» **WORK INSTRUCTION**
What you return must be the lines of the data that hold the word "enum".
= Beginning of Section =
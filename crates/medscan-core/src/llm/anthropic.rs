//! Anthropic LLM provider using the Messages API.
//!
//! The Messages API has no system role inside `messages`; system prompts go in
//! the top-level `system` field and at least one user turn is required.

use super::provider::{ChatMessage, LlmProvider, LlmRequest, LlmResponse, Role};
use crate::error::AnalysisError;
use async_trait::async_trait;
use serde::{Deserialize, Serialize};
use std::time::{Duration, Instant};

/// Anthropic provider using the Messages API.
pub struct AnthropicProvider {
    api_key: String,
    model: String,
    client: reqwest::Client,
    timeout: Duration,
}

impl AnthropicProvider {
    pub fn new(api_key: &str, model: &str, timeout: Duration) -> Self {
        Self {
            api_key: api_key.to_string(),
            model: model.to_string(),
            client: reqwest::Client::new(),
            timeout,
        }
    }
}

// --- Request types ---

#[derive(Serialize)]
struct MessagesRequest {
    model: String,
    max_tokens: u32,
    #[serde(skip_serializing_if = "Option::is_none")]
    system: Option<String>,
    messages: Vec<ChatMessage>,
    #[serde(skip_serializing_if = "Option::is_none")]
    temperature: Option<f32>,
}

impl MessagesRequest {
    /// Split system messages out of the conversation.
    ///
    /// A system-only conversation is sent as a single user turn instead.
    fn from_request(model: &str, request: &LlmRequest) -> Self {
        let (system, turns): (Vec<&ChatMessage>, Vec<&ChatMessage>) = request
            .messages
            .iter()
            .partition(|m| m.role == Role::System);

        let system_text = system
            .iter()
            .map(|m| m.content.as_str())
            .collect::<Vec<_>>()
            .join("\n\n");

        let (system, messages) = if turns.is_empty() {
            (None, vec![ChatMessage::user(system_text)])
        } else {
            let system = (!system_text.is_empty()).then_some(system_text);
            (system, turns.into_iter().cloned().collect())
        };

        Self {
            model: model.to_string(),
            max_tokens: request.max_tokens,
            system,
            messages,
            temperature: request.temperature,
        }
    }
}

// --- Response types ---

#[derive(Deserialize)]
struct MessagesResponse {
    content: Vec<ResponseContent>,
    model: String,
    usage: Usage,
}

impl MessagesResponse {
    /// Concatenated text blocks, trimmed. An empty completion is returned as-is.
    fn text(&self) -> String {
        self.content
            .iter()
            .filter_map(|c| c.text.as_deref())
            .collect::<String>()
            .trim()
            .to_string()
    }
}

#[derive(Deserialize)]
struct ResponseContent {
    text: Option<String>,
}

#[derive(Deserialize)]
struct Usage {
    input_tokens: u32,
    output_tokens: u32,
}

#[async_trait]
impl LlmProvider for AnthropicProvider {
    fn name(&self) -> &str {
        "anthropic"
    }

    async fn is_available(&self) -> bool {
        !self.api_key.is_empty()
    }

    async fn generate(&self, request: &LlmRequest) -> Result<LlmResponse, AnalysisError> {
        let start = Instant::now();
        let body = MessagesRequest::from_request(&self.model, request);

        let resp = self
            .client
            .post("https://api.anthropic.com/v1/messages")
            .header("x-api-key", &self.api_key)
            .header("anthropic-version", "2023-06-01")
            .json(&body)
            .timeout(self.timeout())
            .send()
            .await
            .map_err(|e| AnalysisError::Llm {
                message: format!("Anthropic request failed: {e}"),
                status_code: None,
            })?;

        let status = resp.status();
        if !status.is_success() {
            let text = resp.text().await.unwrap_or_default();
            return Err(AnalysisError::Llm {
                message: format!("Anthropic HTTP {status}: {text}"),
                status_code: Some(status.as_u16()),
            });
        }

        let messages_resp: MessagesResponse =
            resp.json().await.map_err(|e| AnalysisError::Llm {
                message: format!("Failed to parse Anthropic response: {e}"),
                status_code: None,
            })?;

        let text = messages_resp.text();
        Ok(LlmResponse {
            text,
            model: messages_resp.model,
            tokens_used: Some(messages_resp.usage.input_tokens + messages_resp.usage.output_tokens),
            latency_ms: start.elapsed().as_millis() as u64,
        })
    }

    fn timeout(&self) -> Duration {
        self.timeout
    }
}

#[cfg(test)]
mod tests {
    use super::*;

    #[test]
    fn test_system_only_request_becomes_user_turn() {
        let request = LlmRequest::system_prompt("Explain the scan.", 200);
        let body = MessagesRequest::from_request("claude", &request);
        assert!(body.system.is_none());
        assert_eq!(body.messages.len(), 1);
        assert_eq!(body.messages[0].role, Role::User);
        assert_eq!(body.messages[0].content, "Explain the scan.");
        assert_eq!(body.max_tokens, 200);
    }

    #[test]
    fn test_system_split_from_turns() {
        let request = LlmRequest {
            messages: vec![
                ChatMessage::system("You are a radiologist."),
                ChatMessage::user("Describe this."),
            ],
            max_tokens: 100,
            temperature: Some(0.2),
        };
        let body = MessagesRequest::from_request("claude", &request);
        assert_eq!(body.system.as_deref(), Some("You are a radiologist."));
        assert_eq!(body.messages.len(), 1);

        let json = serde_json::to_value(&body).unwrap();
        assert_eq!(json["messages"][0]["role"], "user");
        assert_eq!(json["system"], "You are a radiologist.");
    }

    #[test]
    fn test_empty_completion_is_empty_text() {
        let raw = r#"{"model":"claude","content":[],"usage":{"input_tokens":5,"output_tokens":0}}"#;
        let resp: MessagesResponse = serde_json::from_str(raw).unwrap();
        assert_eq!(resp.text(), "");

        let raw = r#"{"model":"claude","content":[{"type":"text","text":" a "},{"type":"text","text":"b "}],"usage":{"input_tokens":5,"output_tokens":2}}"#;
        let resp: MessagesResponse = serde_json::from_str(raw).unwrap();
        assert_eq!(resp.text(), "a b");
    }
}
//! Error types for the MedScan analysis pipeline.
//!
//! Errors are organized by stage so the HTTP boundary can map each one to a
//! status code without inspecting message text.

use thiserror::Error;

/// Fixed user-facing message returned when the relevance gate rejects a caption.
pub const NOT_MEDICAL_MESSAGE: &str = "Upload a medical-related image.";

/// Top-level error type for MedScan operations.
#[derive(Error, Debug)]
pub enum MedscanError {
    /// Configuration-related errors
    #[error("Configuration error: {0}")]
    Config(#[from] ConfigError),

    /// Analysis pipeline errors
    #[error("{0}")]
    Analysis(#[from] AnalysisError),

    /// General I/O errors
    #[error("IO error: {0}")]
    Io(#[from] std::io::Error),

    /// JSON serialization/deserialization errors
    #[error("JSON error: {0}")]
    Json(#[from] serde_json::Error),
}

/// Configuration-specific errors.
#[derive(Error, Debug)]
pub enum ConfigError {
    /// Failed to read the config file from disk
    #[error("Failed to read config file: {0}")]
    ReadError(#[from] std::io::Error),

    /// Failed to parse TOML configuration
    #[error("Failed to parse config: {0}")]
    ParseError(#[from] toml::de::Error),

    /// Configuration values are invalid
    #[error("Invalid configuration: {0}")]
    ValidationError(String),
}

/// Analysis errors, organized by pipeline stage.
#[derive(Error, Debug)]
pub enum AnalysisError {
    /// The request body could not be read as an analysis request
    #[error("Invalid request: {0}")]
    InvalidRequest(String),

    /// Base64 or image decoding failed
    #[error("Decode error: {0}")]
    Decode(String),

    /// Decoded image exceeds the configured dimension limit
    #[error("Image too large: {width}x{height} > {max_dim}")]
    ImageTooLarge {
        width: u32,
        height: u32,
        max_dim: u32,
    },

    /// The caption does not describe a medical image
    #[error("{}", NOT_MEDICAL_MESSAGE)]
    NotMedical { caption: String },

    /// Captioning service call failed
    #[error("Captioning error: {message}")]
    Caption {
        message: String,
        /// HTTP status code from the captioning API, if available
        status_code: Option<u16>,
    },

    /// LLM text generation failed
    #[error("LLM error: {message}")]
    Llm {
        message: String,
        /// HTTP status code from the LLM API, if available
        status_code: Option<u16>,
    },

    /// Operation timed out
    #[error("Timeout in {stage} stage after {timeout_ms}ms")]
    Timeout { stage: String, timeout_ms: u64 },
}

impl AnalysisError {
    /// Whether the failure was caused by the caller's input rather than by
    /// this service or one of its upstreams.
    pub fn is_rejection(&self) -> bool {
        matches!(self, AnalysisError::NotMedical { .. })
    }
}

/// Convenience type alias for MedScan results.
pub type Result<T> = std::result::Result<T, MedscanError>;

/// Convenience type alias for analysis-specific results.
pub type PipelineResult<T> = std::result::Result<T, AnalysisError>;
= End of Section =
» **COMPLETED TASK**
pub enum MedscanError {
pub enum ConfigError {
pub enum AnalysisError {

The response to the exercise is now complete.